Assigned task
Locate all lines in the data below that hold "this" and show them.
-------
//! HTML node tree produced by the block compiler.
//!
//! The tree is a closed sum of two node shapes:
//!
//! - [`LeafNode`]: an optional tag wrapping a single value. A tag-less leaf
//!   renders its value verbatim.
//! - [`ParentNode`]: a tag wrapping the concatenated rendering of its children.
//!
//! No node escapes its contents. Callers feed trusted, pre-sanitized text.
//!
//! ```rust
//! use mdsite_core::html::{HtmlNode, LeafNode, ParentNode};
//!
//! let node: HtmlNode = ParentNode::new(
//!     "p",
//!     vec![
//!         LeafNode::text("Hello, ").into(),
//!         LeafNode::new("b", "world").into(),
//!     ],
//! )
//! .into();
//!
//! assert_eq!(node.to_html().unwrap(), "<p>Hello, <b>world</b></p>");
//! ```

use crate::error::{MarkdownError, Result};

/// Attribute mapping rendered inside an opening tag.
///
/// Keys are unique. Rendering follows insertion order; re-inserting an
/// existing key replaces its value in place.
#[derive(Debug, Clone, Default, PartialEq, Eq)]
pub struct Attributes {
    entries: Vec<(String, String)>,
}

impl Attributes {
    pub fn new() -> Self {
        Self {
            entries: Vec::new(),
        }
    }

    /// Insert an attribute, returning the previous value for `key` if any.
    pub fn insert(&mut self, key: impl Into<String>, value: impl Into<String>) -> Option<String> {
        let key = key.into();
        let value = value.into();
        match self.entries.iter_mut().find(|(k, _)| *k == key) {
            Some((_, existing)) => Some(std::mem::replace(existing, value)),
            None => {
                self.entries.push((key, value));
                None
            }
        }
    }

    pub fn get(&self, key: &str) -> Option<&str> {
        self.entries
            .iter()
            .find(|(k, _)| k == key)
            .map(|(_, v)| v.as_str())
    }

    pub fn len(&self) -> usize {
        self.entries.len()
    }

    pub fn is_empty(&self) -> bool {
        self.entries.is_empty()
    }

    /// Iterate over `(key, value)` pairs in rendering order.
    pub fn iter(&self) -> impl Iterator<Item = (&str, &str)> {
        self.entries.iter().map(|(k, v)| (k.as_str(), v.as_str()))
    }

    /// Render as ` key="value"` pairs, each preceded by a space.
    pub fn to_html(&self) -> String {
        let mut out = String::new();
        self.write_html(&mut out);
        out
    }

    fn write_html(&self, out: &mut String) {
        for (key, value) in &self.entries {
            out.push(' ');
            out.push_str(key);
            out.push_str("=\"");
            out.push_str(value);
            out.push('"');
        }
    }
}

impl<K: Into<String>, V: Into<String>> FromIterator<(K, V)> for Attributes {
    fn from_iter<I: IntoIterator<Item = (K, V)>>(iter: I) -> Self {
        let mut attrs = Attributes::new();
        for (key, value) in iter {
            attrs.insert(key, value);
        }
        attrs
    }
}

/// A node with no children.
#[derive(Debug, Clone, PartialEq, Eq)]
pub struct LeafNode {
    /// Tag name; `None` renders the value as bare text.
    pub tag: Option<String>,
    /// Rendered content. Mandatory at serialization time.
    pub value: Option<String>,
    pub attrs: Attributes,
}

impl LeafNode {
    /// A tagged leaf, e.g. `<b>value</b>`.
    pub fn new(tag: impl Into<String>, value: impl Into<String>) -> Self {
        Self {
            tag: Some(tag.into()),
            value: Some(value.into()),
            attrs: Attributes::new(),
        }
    }

    /// A tag-less leaf rendering `value` verbatim.
    pub fn text(value: impl Into<String>) -> Self {
        Self {
            tag: None,
            value: Some(value.into()),
            attrs: Attributes::new(),
        }
    }

    /// Add an attribute, builder style.
    pub fn with_attr(mut self, key: impl Into<String>, value: impl Into<String>) -> Self {
        self.attrs.insert(key, value);
        self
    }

    fn write_html(&self, out: &mut String) -> Result<()> {
        let value = self
            .value
            .as_deref()
            .ok_or(MarkdownError::Render("missing value"))?;

        match &self.tag {
            None => out.push_str(value),
            Some(tag) => {
                write_open_tag(out, tag, &self.attrs);
                out.push_str(value);
                write_close_tag(out, tag);
            }
        }
        Ok(())
    }
}

/// A node whose content is the concatenation of its children.
#[derive(Debug, Clone, PartialEq, Eq)]
pub struct ParentNode {
    /// Tag name. Mandatory at serialization time.
    pub tag: Option<String>,
    /// Child nodes. `Some(vec![])` is a valid empty element; `None` is not.
    pub children: Option<Vec<HtmlNode>>,
    pub attrs: Attributes,
}

impl ParentNode {
    pub fn new(tag: impl Into<String>, children: Vec<HtmlNode>) -> Self {
        Self {
            tag: Some(tag.into()),
            children: Some(children),
            attrs: Attributes::new(),
        }
    }

    /// Add an attribute, builder style.
    pub fn with_attr(mut self, key: impl Into<String>, value: impl Into<String>) -> Self {
        self.attrs.insert(key, value);
        self
    }

    fn write_html(&self, out: &mut String) -> Result<()> {
        let tag = self
            .tag
            .as_deref()
            .ok_or(MarkdownError::Render("missing tag"))?;
        let children = self
            .children
            .as_deref()
            .ok_or(MarkdownError::Render("missing children"))?;

        write_open_tag(out, tag, &self.attrs);
        for child in children {
            child.write_html(out)?;
        }
        write_close_tag(out, tag);
        Ok(())
    }
}

/// An HTML node: exactly one of the two node shapes.
#[derive(Debug, Clone, PartialEq, Eq)]
pub enum HtmlNode {
    Leaf(LeafNode),
    Parent(ParentNode),
}

impl HtmlNode {
    /// Serialize this node and everything below it to an HTML string.
    ///
    /// Fails with [`MarkdownError::Render`] if any node in the tree is missing
    /// a mandatory field.
    pub fn to_html(&self) -> Result<String> {
        let mut out = String::new();
        self.write_html(&mut out)?;
        Ok(out)
    }

    /// Append the serialized form of this node to `out`.
    ///
    /// On error `out` may hold a partial rendering and should be discarded.
    pub fn write_html(&self, out: &mut String) -> Result<()> {
        match self {
            HtmlNode::Leaf(leaf) => leaf.write_html(out),
            HtmlNode::Parent(parent) => parent.write_html(out),
        }
    }

    pub fn tag(&self) -> Option<&str> {
        match self {
            HtmlNode::Leaf(leaf) => leaf.tag.as_deref(),
            HtmlNode::Parent(parent) => parent.tag.as_deref(),
        }
    }

    pub fn attrs(&self) -> &Attributes {
        match self {
            HtmlNode::Leaf(leaf) => &leaf.attrs,
            HtmlNode::Parent(parent) => &parent.attrs,
        }
    }

    /// Children of a parent node; `None` for leaves.
    pub fn children(&self) -> Option<&[HtmlNode]> {
        match self {
            HtmlNode::Leaf(_) => None,
            HtmlNode::Parent(parent) => parent.children.as_deref(),
        }
    }
}

impl From<LeafNode> for HtmlNode {
    fn from(leaf: LeafNode) -> Self {
        HtmlNode::Leaf(leaf)
    }
}

impl From<ParentNode> for HtmlNode {
    fn from(parent: ParentNode) -> Self {
        HtmlNode::Parent(parent)
    }
}

#[inline]
fn write_open_tag(out: &mut String, tag: &str, attrs: &Attributes) {
    out.push('<');
    out.push_str(tag);
    attrs.write_html(out);
    out.push('>');
}

#[inline]
fn write_close_tag(out: &mut String, tag: &str) {
    out.push_str("</");
    out.push_str(tag);
    out.push('>');
}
-------
Solution below
    /// Serialize this node and everything below it to an HTML string.
    /// Append the serialized form of this node to `out`.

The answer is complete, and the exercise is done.